▸ **Work to complete**: State only how many lines below include the word "SeedError".

□ □ □

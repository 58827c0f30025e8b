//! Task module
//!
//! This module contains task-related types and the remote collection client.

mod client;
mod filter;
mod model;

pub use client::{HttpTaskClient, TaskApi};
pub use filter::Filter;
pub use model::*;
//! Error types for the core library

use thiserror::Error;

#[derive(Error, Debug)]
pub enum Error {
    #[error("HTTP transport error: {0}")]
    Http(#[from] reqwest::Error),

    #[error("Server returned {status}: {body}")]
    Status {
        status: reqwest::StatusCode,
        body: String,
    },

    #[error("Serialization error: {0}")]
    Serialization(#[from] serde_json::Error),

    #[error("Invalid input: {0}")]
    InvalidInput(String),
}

□ □ □

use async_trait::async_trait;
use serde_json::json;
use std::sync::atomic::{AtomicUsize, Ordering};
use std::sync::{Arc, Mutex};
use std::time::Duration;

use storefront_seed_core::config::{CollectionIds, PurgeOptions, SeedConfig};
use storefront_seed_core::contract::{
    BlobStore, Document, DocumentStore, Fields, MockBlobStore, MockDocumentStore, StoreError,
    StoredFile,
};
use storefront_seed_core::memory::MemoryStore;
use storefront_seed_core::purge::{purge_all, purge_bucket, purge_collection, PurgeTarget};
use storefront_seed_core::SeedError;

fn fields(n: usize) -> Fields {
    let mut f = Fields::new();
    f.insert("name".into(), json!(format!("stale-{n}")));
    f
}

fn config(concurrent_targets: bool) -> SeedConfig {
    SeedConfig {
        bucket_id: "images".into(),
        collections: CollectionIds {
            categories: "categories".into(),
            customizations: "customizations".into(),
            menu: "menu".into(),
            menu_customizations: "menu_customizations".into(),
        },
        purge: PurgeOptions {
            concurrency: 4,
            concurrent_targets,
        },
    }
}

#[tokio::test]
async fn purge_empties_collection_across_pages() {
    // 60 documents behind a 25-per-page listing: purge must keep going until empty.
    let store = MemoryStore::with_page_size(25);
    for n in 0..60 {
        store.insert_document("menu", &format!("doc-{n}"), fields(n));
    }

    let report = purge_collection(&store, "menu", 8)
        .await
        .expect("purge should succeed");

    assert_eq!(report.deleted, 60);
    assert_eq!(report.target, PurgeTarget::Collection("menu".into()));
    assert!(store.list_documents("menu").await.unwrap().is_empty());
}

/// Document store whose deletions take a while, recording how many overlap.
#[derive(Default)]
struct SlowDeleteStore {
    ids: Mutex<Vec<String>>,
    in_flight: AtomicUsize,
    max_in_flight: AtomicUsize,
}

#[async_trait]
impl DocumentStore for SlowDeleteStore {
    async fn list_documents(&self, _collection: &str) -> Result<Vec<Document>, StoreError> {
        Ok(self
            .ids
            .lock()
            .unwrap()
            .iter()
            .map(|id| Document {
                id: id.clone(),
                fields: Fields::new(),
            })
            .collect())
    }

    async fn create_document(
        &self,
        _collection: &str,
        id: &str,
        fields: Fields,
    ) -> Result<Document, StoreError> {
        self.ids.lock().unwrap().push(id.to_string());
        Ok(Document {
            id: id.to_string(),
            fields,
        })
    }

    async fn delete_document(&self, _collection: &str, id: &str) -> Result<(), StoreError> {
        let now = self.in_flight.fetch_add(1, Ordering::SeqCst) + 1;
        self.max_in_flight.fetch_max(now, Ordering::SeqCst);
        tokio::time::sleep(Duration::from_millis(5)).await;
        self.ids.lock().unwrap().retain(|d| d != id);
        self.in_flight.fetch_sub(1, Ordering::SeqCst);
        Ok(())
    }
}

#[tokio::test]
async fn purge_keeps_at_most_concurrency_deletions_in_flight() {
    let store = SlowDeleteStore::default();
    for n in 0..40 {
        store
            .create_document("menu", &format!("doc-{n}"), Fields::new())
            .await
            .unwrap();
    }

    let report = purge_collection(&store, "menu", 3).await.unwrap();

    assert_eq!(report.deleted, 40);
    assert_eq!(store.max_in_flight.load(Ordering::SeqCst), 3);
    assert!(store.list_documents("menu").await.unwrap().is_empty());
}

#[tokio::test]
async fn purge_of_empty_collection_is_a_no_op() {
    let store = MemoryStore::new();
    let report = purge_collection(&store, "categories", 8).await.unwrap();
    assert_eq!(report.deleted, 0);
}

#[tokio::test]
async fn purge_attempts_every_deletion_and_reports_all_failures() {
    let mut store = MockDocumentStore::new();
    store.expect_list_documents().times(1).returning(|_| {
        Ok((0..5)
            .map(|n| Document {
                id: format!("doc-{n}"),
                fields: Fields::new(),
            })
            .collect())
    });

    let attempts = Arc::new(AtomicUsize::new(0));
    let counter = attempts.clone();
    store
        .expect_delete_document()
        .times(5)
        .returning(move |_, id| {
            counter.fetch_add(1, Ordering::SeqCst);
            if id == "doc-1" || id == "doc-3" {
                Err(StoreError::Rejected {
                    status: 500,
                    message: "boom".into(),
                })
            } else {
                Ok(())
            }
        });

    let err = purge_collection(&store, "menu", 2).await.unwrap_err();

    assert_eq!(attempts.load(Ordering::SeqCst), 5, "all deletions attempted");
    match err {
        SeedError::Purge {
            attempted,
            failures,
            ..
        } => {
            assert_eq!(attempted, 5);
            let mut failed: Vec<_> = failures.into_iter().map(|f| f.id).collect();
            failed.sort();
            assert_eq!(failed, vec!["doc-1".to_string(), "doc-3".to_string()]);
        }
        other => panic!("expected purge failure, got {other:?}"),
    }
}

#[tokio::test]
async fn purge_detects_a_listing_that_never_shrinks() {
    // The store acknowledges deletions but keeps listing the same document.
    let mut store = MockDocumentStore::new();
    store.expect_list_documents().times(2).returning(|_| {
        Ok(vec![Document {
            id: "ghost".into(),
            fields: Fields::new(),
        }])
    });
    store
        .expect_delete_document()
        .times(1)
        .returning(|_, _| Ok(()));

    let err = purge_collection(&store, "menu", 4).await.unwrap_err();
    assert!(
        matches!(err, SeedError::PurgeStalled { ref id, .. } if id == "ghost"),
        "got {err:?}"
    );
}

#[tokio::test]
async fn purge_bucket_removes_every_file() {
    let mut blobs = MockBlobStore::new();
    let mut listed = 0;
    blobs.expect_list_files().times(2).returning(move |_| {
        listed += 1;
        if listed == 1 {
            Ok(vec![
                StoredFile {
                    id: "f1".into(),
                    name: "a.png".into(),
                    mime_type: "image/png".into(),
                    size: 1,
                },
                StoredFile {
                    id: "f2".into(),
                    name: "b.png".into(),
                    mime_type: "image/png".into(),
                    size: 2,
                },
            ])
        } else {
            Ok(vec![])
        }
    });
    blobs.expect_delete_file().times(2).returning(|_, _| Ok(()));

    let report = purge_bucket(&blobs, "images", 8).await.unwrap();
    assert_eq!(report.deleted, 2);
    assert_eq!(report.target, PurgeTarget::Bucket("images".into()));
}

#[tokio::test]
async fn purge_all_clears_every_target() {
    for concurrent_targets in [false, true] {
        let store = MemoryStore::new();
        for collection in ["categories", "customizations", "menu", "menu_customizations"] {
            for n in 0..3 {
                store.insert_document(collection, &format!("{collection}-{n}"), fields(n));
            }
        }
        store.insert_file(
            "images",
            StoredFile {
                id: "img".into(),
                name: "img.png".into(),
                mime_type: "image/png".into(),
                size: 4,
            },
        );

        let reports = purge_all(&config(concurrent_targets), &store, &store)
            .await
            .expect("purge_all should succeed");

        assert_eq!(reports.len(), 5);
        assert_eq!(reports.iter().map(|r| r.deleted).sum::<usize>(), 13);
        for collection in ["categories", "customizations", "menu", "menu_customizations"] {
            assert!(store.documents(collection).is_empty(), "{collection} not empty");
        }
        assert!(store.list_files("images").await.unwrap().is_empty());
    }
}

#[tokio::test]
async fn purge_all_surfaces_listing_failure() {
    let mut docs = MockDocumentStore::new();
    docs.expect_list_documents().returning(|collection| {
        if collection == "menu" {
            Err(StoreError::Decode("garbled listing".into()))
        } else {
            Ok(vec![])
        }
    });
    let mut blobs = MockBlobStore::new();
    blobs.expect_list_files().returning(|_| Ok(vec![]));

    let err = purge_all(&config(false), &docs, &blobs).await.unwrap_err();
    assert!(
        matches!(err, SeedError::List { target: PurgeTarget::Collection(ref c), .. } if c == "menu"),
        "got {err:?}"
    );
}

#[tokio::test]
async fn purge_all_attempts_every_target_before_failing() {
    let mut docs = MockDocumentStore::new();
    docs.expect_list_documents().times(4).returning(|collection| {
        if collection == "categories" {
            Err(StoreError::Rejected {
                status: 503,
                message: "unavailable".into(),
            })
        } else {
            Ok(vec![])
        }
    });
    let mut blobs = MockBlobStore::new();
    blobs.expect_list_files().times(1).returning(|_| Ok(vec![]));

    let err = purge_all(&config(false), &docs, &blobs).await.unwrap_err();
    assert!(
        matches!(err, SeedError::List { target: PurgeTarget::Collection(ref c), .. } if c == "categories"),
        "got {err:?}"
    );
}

□ □ □

▸ **Answer space**: 5